Why do many finance apps become 'feature salads' influenced by internal politics?

Original text explains that finance apps often become 'a reflection of the internal politics of the business' rather than an experience centered on customers. When product roadmaps are driven by competing departments—marketing wants a rewards tracker, operations wants automated alerts, compliance wants detailed audit logs—the result is a jumble of features that serve internal fiefdoms.

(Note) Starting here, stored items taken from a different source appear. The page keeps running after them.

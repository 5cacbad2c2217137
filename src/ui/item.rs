//! Form items: the polymorphic children of tabs, tab sets, and fieldsets.

#[cfg(test)]
#[path = "item_test.rs"]
mod item_test;

use crate::schema::{DefinitionId, VersionId};
use crate::survey::Survey;
use crate::ui::fieldset::FieldsetDefinition;
use crate::ui::node::{UiNodeDefinition, UiNodeRef};
use crate::wire::{FieldJson, ItemJson, TextJson};

/// One form item, dispatched on the payload's type discriminator.
#[derive(Clone, Debug, PartialEq)]
pub enum ItemDefinition {
    /// Composite group bound to an entity definition.
    Fieldset(FieldsetDefinition),
    /// Input bound to an attribute definition.
    Field(FieldDefinition),
    /// Static caption with no schema binding.
    Text(TextDefinition),
}

impl ItemDefinition {
    /// Build an item from its wire payload, owned by `parent`.
    #[must_use]
    pub fn from_json(json: &ItemJson, parent: DefinitionId) -> Self {
        match json {
            ItemJson::Fieldset(fieldset) => Self::Fieldset(FieldsetDefinition::from_json(fieldset, parent)),
            ItemJson::Field(field) => Self::Field(FieldDefinition::from_json(field, parent)),
            ItemJson::Text(text) => Self::Text(TextDefinition::from_json(text, parent)),
        }
    }

    /// Id of the schema definition this item is bound to, if it has one:
    /// the entity for fieldsets, the attribute for fields, none for text.
    #[must_use]
    pub fn node_definition_id(&self) -> Option<DefinitionId> {
        match self {
            Self::Fieldset(fieldset) => Some(fieldset.entity_definition_id()),
            Self::Field(field) => Some(field.attribute_definition_id()),
            Self::Text(_) => None,
        }
    }

    /// Whether this item is visible in the given version. Fieldsets answer
    /// existentially over their children, fields by schema applicability of
    /// the bound attribute, and text items follow their container.
    #[must_use]
    pub fn is_in_version(&self, survey: &Survey, version: VersionId) -> bool {
        match self {
            Self::Fieldset(fieldset) => fieldset.is_in_version(survey, version),
            Self::Field(field) => field.is_in_version(survey, version),
            Self::Text(_) => true,
        }
    }

    /// View this item as a generic UI node.
    #[must_use]
    pub fn as_node_ref(&self) -> UiNodeRef<'_> {
        match self {
            Self::Fieldset(fieldset) => UiNodeRef::Fieldset(fieldset),
            Self::Field(field) => UiNodeRef::Field(field),
            Self::Text(text) => UiNodeRef::Text(text),
        }
    }
}

impl UiNodeDefinition for ItemDefinition {
    fn id(&self) -> DefinitionId {
        self.as_node_ref().id()
    }

    fn parent_id(&self) -> Option<DefinitionId> {
        self.as_node_ref().parent_id()
    }
}

/// An input item referencing one attribute definition.
#[derive(Clone, Debug, PartialEq)]
pub struct FieldDefinition {
    id: DefinitionId,
    parent: DefinitionId,
    attribute_definition_id: DefinitionId,
    label: Option<String>,
    column: Option<i32>,
    column_span: Option<i32>,
    row: Option<i32>,
}

impl FieldDefinition {
    /// Build a field from its wire payload, owned by `parent`.
    #[must_use]
    pub fn from_json(json: &FieldJson, parent: DefinitionId) -> Self {
        Self {
            id: json.id,
            parent,
            attribute_definition_id: json.attribute_definition_id,
            label: json.label.clone(),
            column: json.column,
            column_span: json.column_span,
            row: json.row,
        }
    }

    /// Re-hydrate this field in place. The parent link is preserved.
    pub fn fill_from_json(&mut self, json: &FieldJson) {
        *self = Self::from_json(json, self.parent);
    }

    /// Id of the attribute definition this input collects.
    #[must_use]
    pub fn attribute_definition_id(&self) -> DefinitionId {
        self.attribute_definition_id
    }

    /// Input caption override, if any.
    #[must_use]
    pub fn label(&self) -> Option<&str> {
        self.label.as_deref()
    }

    /// Grid column this input sits in, if fixed.
    #[must_use]
    pub fn column(&self) -> Option<i32> {
        self.column
    }

    /// Number of grid columns this input spans, if fixed.
    #[must_use]
    pub fn column_span(&self) -> Option<i32> {
        self.column_span
    }

    /// Grid row this input sits in, if fixed.
    #[must_use]
    pub fn row(&self) -> Option<i32> {
        self.row
    }

    /// Whether the bound attribute definition is applicable in the version.
    /// A field whose attribute id dangles reports not visible (the survey
    /// logs the dangling reference).
    #[must_use]
    pub fn is_in_version(&self, survey: &Survey, version: VersionId) -> bool {
        survey.definition_in_version(self.attribute_definition_id, version)
    }
}

impl UiNodeDefinition for FieldDefinition {
    fn id(&self) -> DefinitionId {
        self.id
    }

    fn parent_id(&self) -> Option<DefinitionId> {
        Some(self.parent)
    }
}

/// A static caption item.
#[derive(Clone, Debug, PartialEq)]
pub struct TextDefinition {
    id: DefinitionId,
    parent: DefinitionId,
    label: Option<String>,
}

impl TextDefinition {
    /// Build a text item from its wire payload, owned by `parent`.
    #[must_use]
    pub fn from_json(json: &TextJson, parent: DefinitionId) -> Self {
        Self {
            id: json.id,
            parent,
            label: json.label.clone(),
        }
    }

    /// The caption to display, if any.
    #[must_use]
    pub fn label(&self) -> Option<&str> {
        self.label.as_deref()
    }
}

impl UiNodeDefinition for TextDefinition {
    fn id(&self) -> DefinitionId {
        self.id
    }

    fn parent_id(&self) -> Option<DefinitionId> {
        Some(self.parent)
    }
}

Each feature may be justified individually, but together they create a confusing user interface. Users struggle to find what matters most because the app is packed with tangential tools. The original calls this a 'mixed bag of confusing, unrelated and ultimately unlovable customer experiences.' This happens because internal success metrics (e.g., 'my department shipped X features') replace true user outcome metrics (e.g., 'customers completed their goal in under 30 seconds'). To break this cycle, teams must align around a shared north star metric that reflects genuine user value, not internal output.

What is 'bedrock' in the context of product design?

Bedrock, as introduced in the original text, is 'the core element of your product that truly matters to users.' It's the fundamental feature so essential that without it, the product fails—but with it, everything else can be built on top. Bedrock is not trendy; it's stable and timeless. For financial products, bedrock often involves basic servicing: checking balances, making payments, viewing transaction history. These activities might seem mundane, but they are the daily needs of users. The original text argues that if you get bedrock right, your product becomes 'sticky'—users return because it reliably solves their core problem. Recognizing bedrock requires deep user research to understand what users cannot live without. It also demands the discipline to ignore shiny objects and instead invest in making that one experience excellent. Bedrock is the opposite of a feature salad: it's a single, solid foundation.

Why is regular account servicing a key bedrock for retail banking apps?

The original text specifically highlights regular servicing journeys—like checking a current account balance—as the bedrock in retail banking. Why? Because users perform these actions daily, though they may open a new account only rarely. 'People open their current account once in a blue moon but they look at it every day.' This frequency creates an opportunity for habitual engagement. A banking app that nails the daily check-in—fast loading, clear balance display, easy transaction search—becomes part of the user's routine. If that experience is smooth, users trust the app for less frequent but higher-stakes actions like setting up direct debits or applying for loans. Conversely, if the daily check-in is slow or confusing, users will abandon the app altogether. Therefore, investing in regular servicing as bedrock ensures that the app earns its place in the user's daily life, building the foundation for deeper financial relationships.

How can product teams shift focus from internal departments to user needs?

Shifting focus starts with establishing a clear, user-centered product vision that everyone can rally behind. The original text implies that internal politics thrive in the absence of a strong north star. Teams should conduct user research to identify the single most important job the product must do. Then, define success metrics around that job—like 'time to complete a balance check' or 'percentage of users who log in three times a week'. When new feature requests come from internal departments, evaluate them against these metrics. If a feature doesn't support the bedrock, postpone it. Also, include user experience (UX) designers in roadmap meetings to champion the user's perspective. Finally, adopt a 'ruthless' MVP mindset: ship the bedrock feature first, gather feedback, and only then add complementary features. This approach flips the dynamic from 'how many features can we ship?' to 'how perfectly can we solve the core problem?'—making products that actually stick.